[Collected data]
=====

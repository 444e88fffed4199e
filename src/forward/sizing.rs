//! Before-forward shape: the render target size query.

use crate::forward::CallObserver;

/// Forwards a render target size query and lets the observer adjust its result.
///
/// The original implementation always runs first and always receives the caller's output
/// locations unchanged. The observer only runs if both outputs are present.
///
/// # Arguments
///
/// * `observer` - The side-effect collaborator
/// * `width` - The caller's width output, `None` for a null pointer
/// * `height` - The caller's height output, `None` for a null pointer
/// * `call_original` - Invokes the original implementation with the given outputs
///
/// # Examples
///
/// ```rust
/// use vrshim::forward::{forward_size_query, NoopObserver};
///
/// let mut width = 0;
/// forward_size_query(&NoopObserver, Some(&mut width), None, |w, _h| {
///     if let Some(w) = w {
///         *w = 2016;
///     }
/// });
/// assert_eq!(width, 2016);
/// ```
pub fn forward_size_query<F>(
    observer: &dyn CallObserver,
    mut width: Option<&mut u32>,
    mut height: Option<&mut u32>,
    call_original: F,
) where
    F: FnOnce(Option<&mut u32>, Option<&mut u32>),
{
    call_original(width.as_deref_mut(), height.as_deref_mut());

    if let (Some(width), Some(height)) = (width, height) {
        observer.on_size_query_result(width, height);
    }
}

#[cfg(test)]
mod tests {
    use super::*;
    use crate::test::RecordingObserver;

    #[test]
    fn test_observer_adjusts_original_result() {
        let observer = RecordingObserver::scaling(2);
        let (mut width, mut height) = (0, 0);

        forward_size_query(&observer, Some(&mut width), Some(&mut height), |w, h| {
            *w.unwrap() = 1000;
            *h.unwrap() = 1100;
        });

        assert_eq!((width, height), (2000, 2200));
        assert_eq!(observer.size_queries(), vec![(1000, 1100)]);
    }

    #[test]
    fn test_null_output_skips_observer() {
        let observer = RecordingObserver::scaling(2);
        let mut width = 0;
        let mut original_called = false;

        forward_size_query(&observer, Some(&mut width), None, |w, h| {
            original_called = true;
            assert!(h.is_none());
            *w.unwrap() = 1000;
        });

        assert!(original_called);
        assert_eq!(width, 1000);
        assert!(observer.size_queries().is_empty());
    }

    #[test]
    fn test_both_null_still_forwards() {
        let observer = RecordingObserver::scaling(2);
        let mut original_called = false;

        forward_size_query(&observer, None, None, |_, _| original_called = true);

        assert!(original_called);
        assert!(observer.size_queries().is_empty());
    }
}
//! The side-effect collaborator invoked by the call forwarders.

use crate::forward::SubmitPayload;

/// Receives the data of intercepted calls.
///
/// This is where an embedder implements its actual feature, e.g. rendering at a different
/// resolution and upscaling the submitted frame. All methods default to doing nothing, so an
/// observer only implements what it needs.
///
/// Observers are called from whichever host thread performs the intercepted call, commonly a
/// dedicated render thread, and must not block for long.
///
/// # Examples
///
/// ```rust
/// use vrshim::forward::CallObserver;
///
/// struct Supersample(f32);
///
/// impl CallObserver for Supersample {
///     fn on_size_query_result(&self, width: &mut u32, height: &mut u32) {
///         *width = (*width as f32 * self.0) as u32;
///         *height = (*height as f32 * self.0) as u32;
///     }
/// }
/// ```
pub trait CallObserver: Send + Sync {
    /// Called after the runtime answered a render target size query.
    ///
    /// The values can be adjusted in place; the host sees the adjusted size.
    fn on_size_query_result(&self, width: &mut u32, height: &mut u32) {
        let _ = (width, height);
    }

    /// Called before a frame is submitted to the compositor.
    ///
    /// The payload can be modified in place to substitute any of its fields; the modified
    /// values are mapped back into the runtime's argument shape.
    fn on_submit(&self, payload: &mut SubmitPayload) {
        let _ = payload;
    }
}

/// An observer that leaves every call untouched.
#[derive(Clone, Copy, Debug, Default)]
pub struct NoopObserver;

impl CallObserver for NoopObserver {}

=====

* **The problem**:
The lines from the one holding "fn on_submit(&self, payload: &mut" to the final line of the entries, both included, are what should be output, exactly and alone.

* **Exercise result**:
    fn on_submit(&self, payload: &mut SubmitPayload) {
        let _ = payload;
    }
}

/// An observer that leaves every call untouched.
#[derive(Clone, Copy, Debug, Default)]
pub struct NoopObserver;

impl CallObserver for NoopObserver {}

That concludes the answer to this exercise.